1. Your new book, Awake in the World, includes 108 practices to live a divinely inspired life. Why the number 108?
The number 108 is considered sacred by many wisdom traditions. It’s the number of beads used in a mala (a string of prayer beads similar to rosaries). Hindus, Buddhists, and even Sikhs and some Japanese practices use the malas with 108 beads. The number "one" to me represents Oneness. This is the aim of many spiritual practices—to realize the oneness and interconnectedness of all people and things. The "zero" represents emptiness. To reach an understanding of the Divine, we need to shed many things and become empty of the mental clutter, desires for useless things, and negativity. I like to think of the "8" as a symbol for infinity. By doing spiritual practices we tap into our inner wisdom and realize our infinite nature beyond the body.
2. What was your inspiration in implementing these practices in your life? How did you discover them?

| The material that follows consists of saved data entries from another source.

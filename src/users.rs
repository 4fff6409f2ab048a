//! User listing and counting through the core.

use std::collections::HashMap;

use serde::{Deserialize, Serialize};
use serde_json::Value;

use crate::error::{SuperTokensError, SuperTokensResult};
use crate::normalise::NormalisedUrlPath;
use crate::querier::Querier;

const USERS_PATH: &str = "/users";
const USER_COUNT_PATH: &str = "/users/count";

#[derive(Debug, Clone, Copy, PartialEq, Eq, Serialize, Deserialize)]
#[serde(rename_all = "UPPERCASE")]
pub enum TimeJoinedOrder {
    Asc,
    Desc,
}

impl TimeJoinedOrder {
    pub fn as_str(self) -> &'static str {
        match self {
            TimeJoinedOrder::Asc => "ASC",
            TimeJoinedOrder::Desc => "DESC",
        }
    }
}

/// One user together with the recipe that owns it.
#[derive(Debug, Clone, PartialEq, Deserialize, Serialize)]
#[serde(rename_all = "camelCase")]
pub struct UserEntry {
    pub recipe_id: String,
    pub user: Value,
}

#[derive(Debug, Clone, PartialEq, Deserialize, Serialize)]
#[serde(rename_all = "camelCase")]
pub struct UserPaginationResult {
    #[serde(default)]
    pub users: Vec<UserEntry>,
    #[serde(default)]
    pub next_pagination_token: Option<String>,
}

fn core_path(path: &str) -> SuperTokensResult<NormalisedUrlPath> {
    NormalisedUrlPath::new(path).map_err(|e| SuperTokensError::General(e.to_string()))
}

fn recipe_filter(params: &mut HashMap<String, String>, include_recipe_ids: Option<&[String]>) {
    if let Some(ids) = include_recipe_ids {
        params.insert("includeRecipeIds".to_string(), ids.join(","));
    }
}

/// One page of users in join order.
pub async fn get_users(
    querier: &dyn Querier,
    order: TimeJoinedOrder,
    limit: Option<u32>,
    pagination_token: Option<&str>,
    include_recipe_ids: Option<&[String]>,
) -> SuperTokensResult<UserPaginationResult> {
    let mut params = HashMap::new();
    params.insert("timeJoinedOrder".to_string(), order.as_str().to_string());
    if let Some(limit) = limit {
        params.insert("limit".to_string(), limit.to_string());
    }
    if let Some(token) = pagination_token {
        params.insert("paginationToken".to_string(), token.to_string());
    }
    recipe_filter(&mut params, include_recipe_ids);

    let response = querier.send_get(&core_path(USERS_PATH)?, &params).await?;
    Ok(serde_json::from_value(response)?)
}

pub async fn get_user_count(
    querier: &dyn Querier,
    include_recipe_ids: Option<&[String]>,
) -> SuperTokensResult<u64> {
    let mut params = HashMap::new();
    recipe_filter(&mut params, include_recipe_ids);

    let response = querier
        .send_get(&core_path(USER_COUNT_PATH)?, &params)
        .await?;
    response
        .get("count")
        .and_then(Value::as_u64)
        .ok_or_else(|| SuperTokensError::General("core user count response has no count".to_string()))
}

Pain, chaos, and suffering all pushed me to start doing spiritual practices. I lost my job, my husband moved out, and I fell ill. The rug of my comfortable existence was pulled out from under my feet and I fell flat on my face. The only way out was to begin to go deeper than the material existence and strive for something that had more meaning. The practices came to me synchronistically. I began meditating and recalling dreams. Tibetan Buddhist Lama Sogyal Rinpoche gave instruction nearby and I went to study with him. I also learned of Edgar Cayce and his emphasis on dreams for guidance. Later I traveled to India and spent time in an ashram. I’ve used all of the practices in one form or another, including walking labyrinths, blessing pets, discovering secret gardens, and more.
At age fifteen I had an ulcer. The doctor prescribed tranquilizers (this was pre-ulcer medication days) and I could not study or think clearly. I decided that since my mind had caused the ulcer, I could use my mind to cure it. I started meditating every night. By the next x-ray a month or so later, the ulcer was gone. I lost touch with the practices for a while and pursued career and status, but it all returned in the right time.
3. You use the term "divine" in Awake in the World; how do you define "divine?" Do you associate it with a deity or particular religion?
The "Divine" is in everything and everyone—only we don’t realize it. It’s that spark of light, life, and energy that permeates absolutely everything. For many people across different cultures, it’s easier to see the Divine in a particular form, like Mother Mary, Shiva, Buddha or Gaia. Forms are many, but God—that essence that permeates it—is One and indivisible. I agree with Mahatma Gandhi’s view that there are as many religions and interpretations of the Divine as there are individuals on the earth.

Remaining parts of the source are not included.